**Your assignment:**
Please give nothing except the number of lines in the records below that include the word "failed".

**Data for the task:**
※ ※ ※
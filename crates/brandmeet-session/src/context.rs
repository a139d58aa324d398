// SPDX-FileCopyrightText: 2026 Brandmeet Contributors
// SPDX-License-Identifier: MIT OR Apache-2.0

//! Process-wide session context.
//!
//! One context per app, initialized on load and torn down on sign-out, and
//! handed to views by injection. Views never run their own session checks.

use std::sync::Arc;

use tokio::sync::RwLock;
use tracing::{info, warn};

use brandmeet_core::traits::{AuthBackend, TableBackend};
use brandmeet_core::types::{AuthEvent, Role, Session};
use brandmeet_core::BrandmeetError;

use crate::gate::{self, GateState, Route};

/// Holds the current gate state and drives its transitions.
pub struct SessionContext {
    auth: Arc<dyn AuthBackend>,
    tables: Arc<dyn TableBackend>,
    state: RwLock<GateState>,
}

impl SessionContext {
    /// Creates a context in the [`GateState::Unknown`] state. Call
    /// [`init`](Self::init) once the app loads.
    pub fn new(auth: Arc<dyn AuthBackend>, tables: Arc<dyn TableBackend>) -> Self {
        Self {
            auth,
            tables,
            state: RwLock::new(GateState::Unknown),
        }
    }

    /// Runs the initial session check and role resolution.
    ///
    /// Lookup failures fall back to the sign-in route: auth absence is a
    /// redirect, never an error surfaced to the user.
    pub async fn init(&self) -> GateState {
        let state = match gate::resolve_gate(self.auth.as_ref(), self.tables.as_ref()).await {
            Ok(state) => state,
            Err(err) => {
                warn!(error = %err, "gate resolution failed, routing to sign-in");
                GateState::Unauthenticated
            }
        };
        *self.state.write().await = state;
        info!(%state, "session context initialized");
        state
    }

    /// The last resolved gate state.
    pub async fn state(&self) -> GateState {
        *self.state.read().await
    }

    /// The current session, if signed in.
    pub async fn session(&self) -> Result<Option<Session>, BrandmeetError> {
        self.auth.current_session().await
    }

    /// Password sign-in followed by gate resolution.
    ///
    /// Returns the route to navigate to. Sign-in rejection is an error for
    /// the caller to surface as a transient notice.
    pub async fn sign_in(&self, email: &str, password: &str) -> Result<Route, BrandmeetError> {
        let session = self.auth.sign_in_with_password(email, password).await?;
        let state = gate::resolve_role(self.tables.as_ref(), session.user_id).await?;
        *self.state.write().await = state;
        // A freshly signed-in state always has a concrete route.
        Ok(state.route().unwrap_or(Route::Login))
    }

    /// Signs out and tears the context down to the unauthenticated state.
    pub async fn sign_out(&self) -> Result<(), BrandmeetError> {
        self.auth.sign_out().await?;
        *self.state.write().await = GateState::Unauthenticated;
        info!("session context torn down");
        Ok(())
    }

    /// First-run role selection: creates the matching profile row and moves
    /// straight to the dashboard.
    ///
    /// If a profile row already exists the existing role wins and no row is
    /// created.
    pub async fn choose_role(
        &self,
        role: Role,
        display_name: &str,
    ) -> Result<GateState, BrandmeetError> {
        let Some(session) = self.auth.current_session().await? else {
            return Err(BrandmeetError::Auth {
                message: "cannot choose a role while signed out".into(),
                source: None,
            });
        };

        let resolved = gate::resolve_role(self.tables.as_ref(), session.user_id).await?;
        if let GateState::Dashboard(_, existing) = resolved {
            warn!(%existing, "role already chosen, keeping existing profile");
            *self.state.write().await = resolved;
            return Ok(resolved);
        }

        self.tables
            .insert_profile(role, session.user_id, display_name)
            .await?;
        let state = GateState::Dashboard(session.user_id, role);
        *self.state.write().await = state;
        info!(user_id = %session.user_id, %role, "profile created on first run");
        Ok(state)
    }

    /// Re-resolves the gate after an auth-state change notification.
    pub async fn on_auth_event(&self, event: &AuthEvent) -> GateState {
        let state = match event {
            AuthEvent::SignedOut => GateState::Unauthenticated,
            AuthEvent::SignedIn(session) | AuthEvent::TokenRefreshed(session) => {
                match gate::resolve_role(self.tables.as_ref(), session.user_id).await {
                    Ok(state) => state,
                    Err(err) => {
                        warn!(error = %err, "role resolution failed on auth event");
                        GateState::Unauthenticated
                    }
                }
            }
        };
        *self.state.write().await = state;
        state
    }
}

#[cfg(test)]
mod tests {
    use super::*;
    use brandmeet_core::types::UserId;
    use brandmeet_test_utils::MockBackend;
    use uuid::Uuid;

    fn user() -> UserId {
        UserId(Uuid::new_v4())
    }

    async fn context_with(backend: MockBackend) -> SessionContext {
        let backend = Arc::new(backend);
        SessionContext::new(backend.clone(), backend)
    }

    #[tokio::test]
    async fn no_session_resolves_to_unauthenticated() {
        let ctx = context_with(MockBackend::new()).await;
        assert_eq!(ctx.init().await, GateState::Unauthenticated);
        assert_eq!(ctx.state().await.route(), Some(Route::Login));
    }

    #[tokio::test]
    async fn brand_row_resolves_to_brand_dashboard_never_creator() {
        let u = user();
        let backend = MockBackend::new().with_session(u).await;
        backend.add_brand(u, "Acme").await;
        let ctx = context_with(backend).await;

        let state = ctx.init().await;
        assert_eq!(state, GateState::Dashboard(u, Role::Brand));
        assert_eq!(state.route(), Some(Route::BrandDashboard));
    }

    #[tokio::test]
    async fn session_without_profile_rows_resolves_to_onboarding() {
        let u = user();
        let backend = MockBackend::new().with_session(u).await;
        let ctx = context_with(backend).await;

        let state = ctx.init().await;
        assert_eq!(state, GateState::Onboarding(u));
        assert_eq!(state.route(), Some(Route::GetStarted));
    }

    #[tokio::test]
    async fn user_with_both_rows_lands_on_brand_dashboard() {
        // Brand table is checked first; a double-profiled user is a brand.
        let u = user();
        let backend = MockBackend::new().with_session(u).await;
        backend.add_brand(u, "Acme").await;
        backend.add_creator(u, "Acme's alt").await;
        let ctx = context_with(backend).await;

        assert_eq!(ctx.init().await, GateState::Dashboard(u, Role::Brand));
    }

    #[tokio::test]
    async fn gate_lookup_failure_falls_back_to_sign_in() {
        let u = user();
        let backend = MockBackend::new().with_session(u).await;
        backend.fail_reads(true).await;
        let ctx = context_with(backend).await;

        assert_eq!(ctx.init().await, GateState::Unauthenticated);
    }

    #[tokio::test]
    async fn sign_in_routes_creator_to_creator_dashboard() {
        let u = user();
        let backend = MockBackend::new().with_session(u).await;
        backend.add_creator(u, "Ava").await;
        let backend = Arc::new(backend);
        let ctx = SessionContext::new(backend.clone(), backend.clone());

        let route = ctx.sign_in("c@example.com", "pw").await.unwrap();
        assert_eq!(route, Route::CreatorDashboard);
        assert_eq!(ctx.state().await, GateState::Dashboard(u, Role::Creator));
    }

    #[tokio::test]
    async fn choose_role_creates_row_and_routes_to_dashboard() {
        let u = user();
        let backend = MockBackend::new().with_session(u).await;
        let backend = Arc::new(backend);
        let ctx = SessionContext::new(backend.clone(), backend.clone());

        let state = ctx.choose_role(Role::Creator, "Ava").await.unwrap();
        assert_eq!(state, GateState::Dashboard(u, Role::Creator));
        assert_eq!(backend.stored_creator(u).await.unwrap().name, "Ava");
    }

    #[tokio::test]
    async fn choose_role_keeps_existing_profile() {
        let u = user();
        let backend = MockBackend::new().with_session(u).await;
        backend.add_brand(u, "Acme").await;
        let backend = Arc::new(backend);
        let ctx = SessionContext::new(backend.clone(), backend.clone());

        let state = ctx.choose_role(Role::Creator, "Ava").await.unwrap();
        assert_eq!(state, GateState::Dashboard(u, Role::Brand));
        assert!(backend.stored_creator(u).await.is_none());
    }

    #[tokio::test]
    async fn choose_role_while_signed_out_is_an_auth_error() {
        let ctx = context_with(MockBackend::new()).await;
        let err = ctx.choose_role(Role::Brand, "Acme").await.unwrap_err();
        assert!(matches!(err, BrandmeetError::Auth { .. }));
    }

    #[tokio::test]
    async fn sign_out_tears_down_to_unauthenticated() {
        let u = user();
        let backend = MockBackend::new().with_session(u).await;
        backend.add_brand(u, "Acme").await;
        let ctx = context_with(backend).await;

        ctx.init().await;
        ctx.sign_out().await.unwrap();
        assert_eq!(ctx.state().await, GateState::Unauthenticated);
    }

    #[tokio::test]
    async fn signed_out_event_drops_to_unauthenticated() {
        let u = user();
        let backend = MockBackend::new().with_session(u).await;
        backend.add_brand(u, "Acme").await;
        let ctx = context_with(backend).await;
        ctx.init().await;

        let state = ctx.on_auth_event(&AuthEvent::SignedOut).await;
        assert_eq!(state, GateState::Unauthenticated);
    }
}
※ ※ ※
**Solution for this problem:**
2